Three hands rest on their respective owner’s laps: a soft 20-something hand, a pudgy toddler hand, and a fat-free, veins-and-knuckles-protruding, 50-something hand. Left to right it’s me, my son, and my mother sitting in the back seat of my parents’ car after a trip to The Farm: the farm where she grew up and that she now, well, farms in partnership with the neighbouring farm-er.
My mother moves her hand over to rest beside my son’s: as neat an illustration of the aging process as you could ask for, if you felt the need to ask. But Mom isn’t looking weighed-down by completely obvious intimations of mortality. She’s looking . . . happy.
I have a memory of seeing three hands just like this.
She pauses for effect.
But my hand was the toddler’s hand.
She smiles, enjoying that memory of herself with her mother and grandmother.

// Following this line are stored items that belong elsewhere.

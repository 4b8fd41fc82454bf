use crate::config::get_config;
use crate::error::Result;
use sqlx::{postgres::PgPoolOptions, PgPool};

pub async fn create_pool() -> Result<PgPool> {
    let config = get_config();
    let pool = PgPoolOptions::new()
        .max_connections(config.database_max_connections)
        .acquire_timeout(std::time::Duration::from_secs(30))
        .connect(&config.database_url)
        .await?;
    Ok(pool)
}

/// Pool that defers connecting until the first query.
pub fn create_lazy_pool() -> Result<PgPool> {
    let config = get_config();
    let pool = PgPoolOptions::new()
        .max_connections(config.database_max_connections)
        .acquire_timeout(std::time::Duration::from_secs(5))
        .connect_lazy(&config.database_url)?;
    Ok(pool)
}
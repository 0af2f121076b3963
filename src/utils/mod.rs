//! # Utilities Module
//!
//! Grid pathfinding used by tunnel carving and connectivity checks.

pub mod pathfinding;

pub use self::pathfinding::*;
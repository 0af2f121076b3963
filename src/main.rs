//! # Delve Command Line
//!
//! Generates one level and prints it as ASCII or JSON.

use clap::Parser;
use delve::{generation::utils, DelveResult, GenerationConfig, Generator, LevelGenerator};
use log::{error, info, LevelFilter};
use std::path::PathBuf;
use std::process::ExitCode;

/// Command line arguments for the level generator.
#[derive(Parser, Debug)]
#[command(name = "delve")]
#[command(about = "Procedural cave-and-vault level generator")]
#[command(version)]
struct Args {
    /// Random seed for level generation
    #[arg(short, long)]
    seed: Option<u64>,

    /// Grid width in cells; the acceptance threshold scales with it
    #[arg(long)]
    width: Option<i32>,

    /// Grid height in cells
    #[arg(long)]
    height: Option<i32>,

    /// JSON generation config; command line values override it
    #[arg(short, long)]
    config: Option<PathBuf>,

    /// Print the whole level as JSON instead of ASCII
    #[arg(long)]
    json: bool,

    /// Log level (error, warn, info, debug, trace)
    #[arg(long, default_value = "info")]
    log_level: String,
}

fn main() -> ExitCode {
    let args = Args::parse();
    initialize_logging(&args.log_level);

    match run(&args) {
        Ok(()) => ExitCode::SUCCESS,
        Err(e) => {
            error!("{}", e);
            ExitCode::FAILURE
        }
    }
}

/// Initializes `env_logger`. `RUST_LOG` wins over the command line level.
fn initialize_logging(log_level: &str) {
    let level = match log_level.to_lowercase().as_str() {
        "error" => LevelFilter::Error,
        "warn" => LevelFilter::Warn,
        "info" => LevelFilter::Info,
        "debug" => LevelFilter::Debug,
        "trace" => LevelFilter::Trace,
        _ => LevelFilter::Info,
    };

    env_logger::Builder::new()
        .filter_level(level)
        .format_target(false)
        .parse_default_env()
        .init();
}

fn load_config(args: &Args) -> DelveResult<GenerationConfig> {
    let mut config = match &args.config {
        Some(path) => GenerationConfig::from_json_file(path)?,
        None => GenerationConfig::default(),
    };
    if let Some(seed) = args.seed {
        config.seed = seed;
    }
    if args.width.is_some() || args.height.is_some() {
        // Resizing scales the acceptance threshold with the playable area.
        let width = args.width.unwrap_or(config.width);
        let height = args.height.unwrap_or(config.height);
        config = config.with_size(width, height);
    }
    config.validate()?;
    Ok(config)
}

fn run(args: &Args) -> DelveResult<()> {
    let config = load_config(args)?;
    info!(
        "Delve v{}: generating {}x{} level with seed {}",
        delve::VERSION,
        config.width,
        config.height,
        config.seed
    );

    let generator = LevelGenerator::new();
    let mut rng = utils::create_rng(&config);
    let level = generator.generate(&config, &mut rng)?;

    if args.json {
        println!("{}", serde_json::to_string_pretty(&level)?);
    } else {
        print!("{}", level.terrain);
        println!("{}", level.summary());
    }
    Ok(())
}
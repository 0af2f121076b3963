//! # Vault Connector
//!
//! Links placed vaults with tunnels carved along weighted shortest paths.
//!
//! The network is built in two passes. The spanning pass walks the vaults
//! from the most central outwards and ties every still unconnected vault to
//! its nearest predecessor, so every vault ends up reachable. The redundancy
//! pass then adds a few extra tunnels between near neighbours to create loops.
//!
//! Every cell is traversable for routing purposes; the step cost steers
//! tunnels away from vault interiors and towards solid rock.

use super::context::GenerationContext;
use super::GenerationConfig;
use crate::{cardinal_neighbors, shortest_path, DelveError, DelveResult, Mask, Position, TerrainKind};
use log::debug;
use rand::seq::SliceRandom;
use rand::Rng;

/// Step costs used when routing a tunnel.
#[derive(Debug, Clone, Copy, PartialEq, Eq)]
pub struct TunnelCosts {
    /// Stepping onto the destination entry
    pub destination: u32,
    /// Stepping onto any vault entry point
    pub entry: u32,
    /// Stepping into a vault footprint outside existing tunnels
    pub vault_interior: u32,
    /// Stepping onto open ground
    pub passable: u32,
    /// Base cost of digging through a wall-like cell
    pub wall: u32,
    /// Surcharge for digging along the outer ring of the grid
    pub border: u32,
    /// Surcharge for digging out of open ground
    pub leaving_open: u32,
}

impl TunnelCosts {
    pub const DEFAULT: TunnelCosts = TunnelCosts {
        destination: 1,
        entry: 30,
        vault_interior: 1000,
        passable: 1,
        wall: 10,
        border: 3,
        leaving_open: 2,
    };
}

impl Default for TunnelCosts {
    fn default() -> Self {
        Self::DEFAULT
    }
}

/// Cost of extending a tunnel from `from` onto its neighbour `to` while
/// heading for `destination`.
///
/// `entries` marks the entry points of every vault.
pub fn tunnel_step_cost(
    ctx: &GenerationContext,
    entries: &Mask,
    costs: &TunnelCosts,
    from: Position,
    to: Position,
    destination: Position,
) -> u32 {
    if to == destination {
        return costs.destination;
    }
    if entries.is_set(to) {
        return costs.entry;
    }
    if ctx.vault_mask.is_set(to) && !ctx.tunnel_mask.is_set(to) {
        return costs.vault_interior;
    }
    if ctx.terrain.is_passable(to) {
        return costs.passable;
    }

    let bounds = ctx.bounds();
    let hugging = cardinal_neighbors(bounds, to)
        .filter(|&next| next != from)
        .filter(|&next| !ctx.terrain.on_border(next) && ctx.terrain[next] == TerrainKind::Wall)
        .count() as u32;

    let mut cost = costs.wall.saturating_sub(hugging);
    if ctx.terrain.on_border(to) {
        cost += costs.border;
    }
    if ctx.terrain.is_passable(from) {
        cost += costs.leaving_open;
    }
    cost.max(1)
}

/// Builds the tunnel network between all placed vaults.
///
/// Sorts `ctx.vaults` by distance to the grid center first, so afterwards
/// index 0 is the most central vault. Returns the number of tunnels carved.
///
/// # Errors
///
/// [`DelveError::TunnelPathNotFound`] when two entries cannot be joined,
/// which means the routing costs or a template are broken.
pub fn connect_vaults<R: Rng>(
    ctx: &mut GenerationContext,
    config: &GenerationConfig,
    rng: &mut R,
) -> DelveResult<usize> {
    let center = ctx.bounds().center();
    ctx.vaults
        .sort_by_key(|vault| vault.center().manhattan_distance(center));

    let spanning = connect_spanning(ctx, config, rng)?;
    let extra = connect_redundant(ctx, config, rng)?;
    debug!(
        "Connected {} vaults with {} spanning and {} extra tunnels",
        ctx.vaults.len(),
        spanning,
        extra
    );
    Ok(spanning + extra)
}

fn connect_spanning<R: Rng>(
    ctx: &mut GenerationContext,
    config: &GenerationConfig,
    rng: &mut R,
) -> DelveResult<usize> {
    let mut carved = 0;
    for index in 1..ctx.vaults.len() {
        if ctx.vaults[index].tunnels > 0 {
            continue;
        }
        let here = ctx.vaults[index].center();
        let nearest = (0..index).min_by_key(|&other| ctx.vaults[other].center().manhattan_distance(here));
        if let Some(nearest) = nearest {
            carve_tunnel(ctx, index, nearest, false, config, rng)?;
            carved += 1;
        }
    }
    Ok(carved)
}

fn connect_redundant<R: Rng>(
    ctx: &mut GenerationContext,
    config: &GenerationConfig,
    rng: &mut R,
) -> DelveResult<usize> {
    let count = ctx.vaults.len();
    if count < 2 {
        return Ok(0);
    }

    let rounds = rng.gen_range(config.extra_tunnels_min..=config.extra_tunnels_max);
    let mut carved = 0;
    for _ in 0..rounds {
        let index = rng.gen_range(0..count);
        if ctx.vaults[index].tunnels >= config.max_tunnels_per_vault {
            continue;
        }

        let here = ctx.vaults[index].center();
        let mut others: Vec<usize> = (0..count).filter(|&other| other != index).collect();
        others.sort_by_key(|&other| ctx.vaults[other].center().manhattan_distance(here));

        let width = if rng.gen_bool(config.far_neighbor_chance) {
            config.far_neighbor_search_width
        } else {
            config.neighbor_search_width
        };
        let partner = others[rng.gen_range(0..width.clamp(1, others.len()))];
        if ctx.vaults[partner].tunnels >= config.max_tunnels_per_vault {
            continue;
        }

        carve_tunnel(ctx, index, partner, true, config, rng)?;
        carved += 1;
    }
    Ok(carved)
}

/// Chooses the entry of `vault` to tunnel from: the unused entry closest to
/// `toward`, or the closest of all entries once every one is used. Ties are
/// broken randomly.
fn pick_entry<R: Rng>(
    ctx: &GenerationContext,
    vault: usize,
    toward: Position,
    rng: &mut R,
) -> Option<(usize, Position)> {
    let vault = &ctx.vaults[vault];
    let all: Vec<(usize, Position)> = vault.entries().enumerate().collect();
    let mut candidates: Vec<(usize, Position)> = all
        .iter()
        .copied()
        .filter(|&(slot, _)| !vault.entry_used.get(slot).copied().unwrap_or(false))
        .collect();
    if candidates.is_empty() {
        candidates = all;
    }
    candidates.shuffle(rng);
    candidates
        .into_iter()
        .min_by_key(|&(_, pos)| pos.manhattan_distance(toward))
}

/// Carves one tunnel between vaults `a` and `b`.
fn carve_tunnel<R: Rng>(
    ctx: &mut GenerationContext,
    a: usize,
    b: usize,
    extra: bool,
    config: &GenerationConfig,
    rng: &mut R,
) -> DelveResult<()> {
    let center_a = ctx.vaults[a].center();
    let center_b = ctx.vaults[b].center();
    let (Some((slot_a, from)), Some((slot_b, to))) = (
        pick_entry(ctx, a, center_b, rng),
        pick_entry(ctx, b, center_a, rng),
    ) else {
        return Err(DelveError::GenerationFailed(
            "vault without entry points in the connector".to_string(),
        ));
    };

    let entries = ctx.entry_mask();
    let bounds = ctx.bounds();
    let costs = TunnelCosts::DEFAULT;
    let routing: &GenerationContext = ctx;
    let (path, cost) = shortest_path(
        from,
        to,
        |pos| cardinal_neighbors(bounds, pos),
        |step_from, step_to| tunnel_step_cost(routing, &entries, &costs, step_from, step_to, to),
    )
    .ok_or(DelveError::TunnelPathNotFound { from, to })?;

    let last = path.len() - 1;
    let mut dug = 0;
    for (step, &pos) in path.iter().enumerate() {
        if ctx.terrain.is_passable(pos) {
            continue;
        }
        let kind = if step == 0 || step == last {
            TerrainKind::Floor
        } else {
            tunnel_cell_kind(config, rng)
        };
        ctx.terrain[pos] = kind;
        ctx.tunnel_mask[pos] = true;
        if extra {
            ctx.extra_tunnel_cells.push(pos);
        }
        dug += 1;
    }

    for (vault, slot) in [(a, slot_a), (b, slot_b)] {
        let vault = &mut ctx.vaults[vault];
        vault.tunnels += 1;
        if let Some(used) = vault.entry_used.get_mut(slot) {
            *used = true;
        }
    }

    debug!(
        "Tunnel {:?} -> {:?}: {} steps, cost {}, {} cells dug{}",
        from,
        to,
        path.len(),
        cost,
        dug,
        if extra { " (extra)" } else { "" }
    );
    Ok(())
}

fn tunnel_cell_kind<R: Rng>(config: &GenerationConfig, rng: &mut R) -> TerrainKind {
    let roll: f64 = rng.gen();
    if roll < config.tunnel_rubble_chance {
        TerrainKind::Rubble
    } else if roll < config.tunnel_rubble_chance + config.tunnel_foliage_chance {
        TerrainKind::Foliage
    } else {
        TerrainKind::Floor
    }
}

#[cfg(test)]
mod tests {
    use super::*;
    use crate::generation::{stamp_vault, CaveAlgorithm, Transform, Vault, VaultSize, VaultTemplate};
    use crate::{distance_map, Grid};
    use rand::rngs::StdRng;
    use rand::SeedableRng;

    const ROOM: &str = "##+##\n#...#\n+.P.+\n#...#\n##+##";

    fn context_with_rooms(anchors: &[Position]) -> GenerationContext {
        let mut ctx = GenerationContext::new(Grid::new(60, 20, TerrainKind::Wall), CaveAlgorithm::TreeWalk);
        let template = VaultTemplate::parse(ROOM).unwrap();
        for &anchor in anchors {
            stamp_vault(
                &mut ctx,
                Vault::new(template.clone(), Transform::default(), anchor, VaultSize::Small),
            );
        }
        ctx
    }

    fn reachable_from(ctx: &GenerationContext, start: Position) -> Grid<Option<u32>> {
        let bounds = ctx.bounds();
        distance_map(
            ctx.width(),
            ctx.height(),
            &[start],
            |pos| cardinal_neighbors(bounds, pos).filter(|&n| ctx.terrain.is_passable(n)),
            None,
        )
    }

    #[test]
    fn test_step_cost_ordering() {
        let ctx = context_with_rooms(&[Position::new(10, 5)]);
        let entries = ctx.entry_mask();
        let costs = TunnelCosts::DEFAULT;
        let far = Position::new(50, 10);
        let entry = Position::new(12, 5);

        assert_eq!(tunnel_step_cost(&ctx, &entries, &costs, Position::new(12, 4), entry, entry), 1);
        assert_eq!(tunnel_step_cost(&ctx, &entries, &costs, Position::new(12, 4), entry, far), 30);
        assert_eq!(
            tunnel_step_cost(&ctx, &entries, &costs, Position::new(11, 5), Position::new(11, 6), far),
            1000
        );
        // Deep rock: three interior wall neighbours besides the one we came from.
        assert_eq!(
            tunnel_step_cost(&ctx, &entries, &costs, Position::new(29, 10), Position::new(30, 10), far),
            7
        );
        // Outer ring: both remaining neighbours are border cells, plus the surcharge.
        assert_eq!(
            tunnel_step_cost(&ctx, &entries, &costs, Position::new(30, 1), Position::new(30, 0), far),
            13
        );
    }

    #[test]
    fn test_step_cost_rewards_open_ground_and_penalises_leaving_it() {
        let mut ctx = context_with_rooms(&[]);
        ctx.terrain[Position::new(30, 10)] = TerrainKind::Floor;
        let entries = ctx.entry_mask();
        let costs = TunnelCosts::DEFAULT;
        let far = Position::new(50, 10);

        assert_eq!(
            tunnel_step_cost(&ctx, &entries, &costs, Position::new(29, 10), Position::new(30, 10), far),
            1
        );
        assert_eq!(
            tunnel_step_cost(&ctx, &entries, &costs, Position::new(30, 10), Position::new(31, 10), far),
            9
        );
    }

    #[test]
    fn test_connect_two_vaults_carves_a_walkable_tunnel() {
        let mut ctx = context_with_rooms(&[Position::new(5, 7), Position::new(45, 7)]);
        let config = GenerationConfig {
            extra_tunnels_min: 0,
            extra_tunnels_max: 0,
            ..GenerationConfig::default()
        };
        let mut rng = StdRng::seed_from_u64(6);

        let tunnels = connect_vaults(&mut ctx, &config, &mut rng).unwrap();
        assert_eq!(tunnels, 1);
        assert!(ctx.vaults.iter().all(|vault| vault.tunnels == 1));
        assert!(ctx.extra_tunnel_cells.is_empty());

        let distances = reachable_from(&ctx, ctx.vaults[0].center());
        assert!(distances[ctx.vaults[1].center()].is_some());
        for pos in ctx.tunnel_mask.set_positions() {
            assert!(ctx.terrain.is_passable(pos));
        }

        // Facing entries are chosen: east side of the left room, west side of the right one.
        assert_eq!(ctx.terrain[Position::new(9, 9)], TerrainKind::Floor);
        assert_eq!(ctx.terrain[Position::new(45, 9)], TerrainKind::Floor);
        assert_eq!(ctx.terrain[Position::new(5, 9)], TerrainKind::Wall);
    }

    #[test]
    fn test_tunnels_avoid_third_vault_interior() {
        // The middle room sits right between the two others.
        let mut ctx = context_with_rooms(&[
            Position::new(5, 7),
            Position::new(27, 7),
            Position::new(50, 7),
        ]);
        let middle_interior: Vec<Position> = crate::Rect::new(28, 8, 3, 3).positions().collect();
        let config = GenerationConfig {
            extra_tunnels_min: 0,
            extra_tunnels_max: 0,
            ..GenerationConfig::default()
        };
        let mut rng = StdRng::seed_from_u64(12);
        connect_vaults(&mut ctx, &config, &mut rng).unwrap();

        for pos in middle_interior {
            assert!(!ctx.tunnel_mask.is_set(pos));
        }
        let start = ctx.vaults[0].center();
        let distances = reachable_from(&ctx, start);
        for vault in &ctx.vaults {
            assert!(distances[vault.center()].is_some());
        }
    }

    #[test]
    fn test_redundant_tunnels_are_recorded() {
        let anchors: Vec<Position> = (0..4).map(|i| Position::new(3 + i * 14, 7)).collect();
        let mut ctx = context_with_rooms(&anchors);
        let config = GenerationConfig {
            extra_tunnels_min: 4,
            extra_tunnels_max: 4,
            ..GenerationConfig::default()
        };
        let mut rng = StdRng::seed_from_u64(31);

        let tunnels = connect_vaults(&mut ctx, &config, &mut rng).unwrap();
        assert!(tunnels >= 3);
        assert!(ctx.vaults.iter().all(|vault| vault.tunnels >= 1));
        for &pos in &ctx.extra_tunnel_cells {
            assert!(ctx.tunnel_mask.is_set(pos));
            assert!(ctx.terrain.is_passable(pos));
        }
        let total_tunnels: u32 = ctx.vaults.iter().map(|vault| vault.tunnels).sum();
        assert_eq!(total_tunnels as usize, tunnels * 2);
    }

    #[test]
    fn test_single_vault_needs_no_tunnels() {
        let mut ctx = context_with_rooms(&[Position::new(20, 7)]);
        let mut rng = StdRng::seed_from_u64(2);
        let tunnels = connect_vaults(&mut ctx, &GenerationConfig::default(), &mut rng).unwrap();
        assert_eq!(tunnels, 0);
        assert!(ctx.tunnel_mask.set_positions().is_empty());
    }
}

As I look down now at my own fat-free, veins-and-knuckles-protruding, 70-something hands, I don’t feel weighed down by the completely obvious intimations of mortality, either. Instead, I feel . . . happy. Happy for that memory that connects me to a line of hands, of mothers and grandmothers and all the greats before them. Happy for the connection to the hands of sons and grandchildren and the greats still to come. And yes, happy for the visual reminders of both.